TRY IT: Write out all of the data again, precisely as it appears.
--------------------------------
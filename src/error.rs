//! Crate-wide error types.
//!
//! Each component defines its own leaf error enum; this module aggregates
//! them behind a single `Error`/`Result` pair so callers crossing component
//! boundaries don't have to match on half a dozen distinct error types.

use thiserror::Error;

use crate::fingerprint::FingerprintError;
use crate::oracles::OracleError;
use crate::organizer::OrganizerError;

/// Crate-wide result alias.
pub type Result<T> = std::result::Result<T, Error>;

/// Crate-wide error type.
#[derive(Debug, Error)]
pub enum Error {
    #[error("database error: {0}")]
    Database(#[from] sqlx::Error),

    #[error("io error: {0}")]
    Io(#[from] std::io::Error),

    #[error("configuration error: {0}")]
    Config(String),

    #[error("not found: {0}")]
    NotFound(String),

    #[error("invalid input: {0}")]
    InvalidInput(String),

    #[error("fingerprint error: {0}")]
    Fingerprint(#[from] FingerprintError),

    #[error("oracle error: {0}")]
    Oracle(#[from] OracleError),

    #[error("organizer error: {0}")]
    Organizer(#[from] OrganizerError),

    #[error("internal error: {0}")]
    Internal(String),
}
--------------------------------
EXPECTED ANSWER:
filename src/error.rs
//! Crate-wide error types.
//!
//! Each component defines its own leaf error enum; this module aggregates
//! them behind a single `Error`/`Result` pair so callers crossing component
//! boundaries don't have to match on half a dozen distinct error types.

use thiserror::Error;

use crate::fingerprint::FingerprintError;
use crate::oracles::OracleError;
use crate::organizer::OrganizerError;

/// Crate-wide result alias.
pub type Result<T> = std::result::Result<T, Error>;

/// Crate-wide error type.
#[derive(Debug, Error)]
pub enum Error {
    #[error("database error: {0}")]
    Database(#[from] sqlx::Error),

    #[error("io error: {0}")]
    Io(#[from] std::io::Error),

    #[error("configuration error: {0}")]
    Config(String),

    #[error("not found: {0}")]
    NotFound(String),

    #[error("invalid input: {0}")]
    InvalidInput(String),

    #[error("fingerprint error: {0}")]
    Fingerprint(#[from] FingerprintError),

    #[error("oracle error: {0}")]
    Oracle(#[from] OracleError),

    #[error("organizer error: {0}")]
    Organizer(#[from] OrganizerError),

    #[error("internal error: {0}")]
    Internal(String),
}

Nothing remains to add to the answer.